There were 3,019 households, out of which 28.8% had children under the age of 18 living with them, 56.4% were married couples living together, 8.4% had a female householder with no husband present, and 32.1% were non-families. 28.3% of all households were made up of individuals, and 15.2% had someone living alone who was 65 years of age or older. The average household size was 2.37 and the average family size was 2.90.

In the town, the population was spread out, with 23.4% under the age of 18, 5.4% from 18 to 24, 24.4% from 25 to 44, 27.0% from 45 to 64, and 19.8% who were 65 years of age or older. The median age was 43 years. For every 100 females, there were 89.5 males. For every 100 females age 18 and over, there were 85.0 males.

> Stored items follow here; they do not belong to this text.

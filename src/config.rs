//! Configuration for the chain simulator
//!
//! Command line arguments with environment variable overrides, validated
//! before any thread is spawned.

use crate::{Error, Result};
use clap::{Parser, ValueEnum};
use serde::{Deserialize, Serialize};
use std::fmt;

/// Log levels
#[derive(Debug, Clone, Copy, PartialEq, Eq, ValueEnum, Serialize, Deserialize)]
#[serde(rename_all = "lowercase")]
pub enum LogLevel {
    Error,
    Warn,
    Info,
    Debug,
    Trace,
}

impl From<LogLevel> for tracing::Level {
    fn from(level: LogLevel) -> Self {
        match level {
            LogLevel::Error => tracing::Level::ERROR,
            LogLevel::Warn => tracing::Level::WARN,
            LogLevel::Info => tracing::Level::INFO,
            LogLevel::Debug => tracing::Level::DEBUG,
            LogLevel::Trace => tracing::Level::TRACE,
        }
    }
}

impl fmt::Display for LogLevel {
    fn fmt(&self, f: &mut fmt::Formatter<'_>) -> fmt::Result {
        match self {
            LogLevel::Error => write!(f, "error"),
            LogLevel::Warn => write!(f, "warn"),
            LogLevel::Info => write!(f, "info"),
            LogLevel::Debug => write!(f, "debug"),
            LogLevel::Trace => write!(f, "trace"),
        }
    }
}

/// Complete configuration for the simulator
#[derive(Debug, Clone, Parser, Serialize, Deserialize)]
#[command(
    name = "minichain",
    version = env!("CARGO_PKG_VERSION"),
    about = "Minimal proof-of-work chain simulator",
    long_about = "Racing miner threads extend a shared chain one block at a time while a single arbiter validates and commits the winning candidate"
)]
pub struct Config {
    /// Number of miner worker threads (0 = one per logical CPU)
    #[arg(short = 'w', long, env = "MINICHAIN_WORKERS", default_value = "4")]
    #[serde(default = "default_workers")]
    pub workers: usize,

    /// Proof-of-work difficulty: required leading zero bits of the block hash
    #[arg(
        short = 'd',
        long,
        env = "MINICHAIN_DIFFICULTY",
        default_value = "24",
        value_parser = clap::value_parser!(u32).range(0..=32)
    )]
    #[serde(default = "default_difficulty")]
    pub difficulty: u32,

    /// Stop after committing this many blocks (default: run forever)
    #[arg(short = 'b', long, env = "MINICHAIN_BLOCKS")]
    pub blocks: Option<u64>,

    /// Log level
    #[arg(short = 'l', long, default_value = "info")]
    #[serde(default = "default_log_level")]
    pub log_level: LogLevel,

    /// Print the parsed configuration as JSON and exit
    #[arg(long)]
    #[serde(skip)]
    pub print_config: bool,
}

fn default_workers() -> usize {
    4
}

fn default_difficulty() -> u32 {
    24
}

fn default_log_level() -> LogLevel {
    LogLevel::Info
}

impl Config {
    /// Validate the configuration
    pub fn validate(&self) -> Result<()> {
        if self.blocks == Some(0) {
            return Err(Error::config("block limit must be positive"));
        }
        // The clap range guard covers the CLI path; recheck for other
        // construction paths.
        if self.difficulty > 32 {
            return Err(Error::config(format!(
                "difficulty {} exceeds the 32-bit digest width",
                self.difficulty
            )));
        }
        Ok(())
    }

    /// Effective worker count, resolving 0 to the number of logical CPUs
    pub fn worker_count(&self) -> usize {
        if self.workers == 0 {
            num_cpus::get()
        } else {
            self.workers
        }
    }
}

#[cfg(test)]
mod tests {
    use super::*;

    #[test]
    fn test_defaults() {
        let config = Config::try_parse_from(["minichain"]).unwrap();
        assert_eq!(config.workers, 4);
        assert_eq!(config.difficulty, 24);
        assert_eq!(config.blocks, None);
        assert_eq!(config.log_level, LogLevel::Info);
        assert!(config.validate().is_ok());
    }

    #[test]
    fn test_parses_overrides() {
        let config = Config::try_parse_from([
            "minichain",
            "--workers",
            "8",
            "--difficulty",
            "4",
            "--blocks",
            "10",
            "--log-level",
            "debug",
        ])
        .unwrap();
        assert_eq!(config.workers, 8);
        assert_eq!(config.difficulty, 4);
        assert_eq!(config.blocks, Some(10));
        assert_eq!(config.log_level, LogLevel::Debug);
    }

    #[test]
    fn test_rejects_difficulty_above_32() {
        let result = Config::try_parse_from(["minichain", "--difficulty", "33"]);
        assert!(result.is_err());
    }

    #[test]
    fn test_rejects_zero_block_limit() {
        let config = Config::try_parse_from(["minichain", "--blocks", "0"]).unwrap();
        assert!(config.validate().is_err());
    }

    #[test]
    fn test_zero_workers_resolves_to_cpu_count() {
        let config = Config::try_parse_from(["minichain", "--workers", "0"]).unwrap();
        assert!(config.worker_count() >= 1);
    }

    #[test]
    fn test_config_serializes_to_json() {
        let config = Config::try_parse_from(["minichain"]).unwrap();
        let json = serde_json::to_string(&config).unwrap();
        assert!(json.contains("\"difficulty\":24"));
    }
}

The median income for a household in the town was $46,641, and the median income for a family was $56,772. Males had a median income of $37,676 versus $29,473 for females. The per capita income for the town was $26,335. About 3.1% of families and 5.5% of the population were below the poverty line, including 7.1% of those under age 18 and 0.7% of those age 65 or over.

Historical population
| Census | Pop. | Note | %± |
| 1820 | 2,975 |  | — |
| 1830 | 2,962 |  | −0.4% |
| 1840 | 4,791 |  | 61.7% |
| 1850 | 8,166 |  | 70.4% |
| 1860 | 8,682 |  | 6.3% |
| 1870 | 1,190 |  | −86.3% |
| 1880 | 1,986 |  | 66.9% |
| 1890 | 890 |  | −55.2% |
| 1900 | 1,260 |  | 41.6% |
| 1910 | 1,605 |  | 27.4% |
| 1920 | 2,651 |  | 65.2% |
| 1930 | 5,084 |  | 91.8% |
| 1940 | 5,290 |  | 4.1% |
| 1950 | 6,346 |  | 20.0% |
| 1960 | 8,413 |  | 32.6% |
| 1970 | 8,408 |  | −0.1% |
| 1980 | 7,635 |  | −9.2% |
| 1990 | 7,440 |  | −2.6% |
| 2000 | 7,199 |  | −3.2% |
| 2010 | 6,934 |  | −3.7% |
| 2020 | 6,872 |  | −0.9% |
| 2021 (est.) | 6,740 |  | −1.9% |
U.S. Decennial Census

== Communities and locations in the Town of Elmira ==
- East Elmira – A hamlet in the southeastern corner of the town at the junction of County Roads 1 and 2.
- Elmira – The city of Elmira, occupying the former western part of the town.
- Elmira Heights – The southern part of the village of Elmira Heights.
- Newtown Battlefield State Park – An historical park in the southeastern part of the town.
- West Elmira – A hamlet southwest of the city of Elmira on NY-352, next to the Chemung River.

== Notable people ==
Elmira is the birthplace of film director Hal Roach (1892-1992).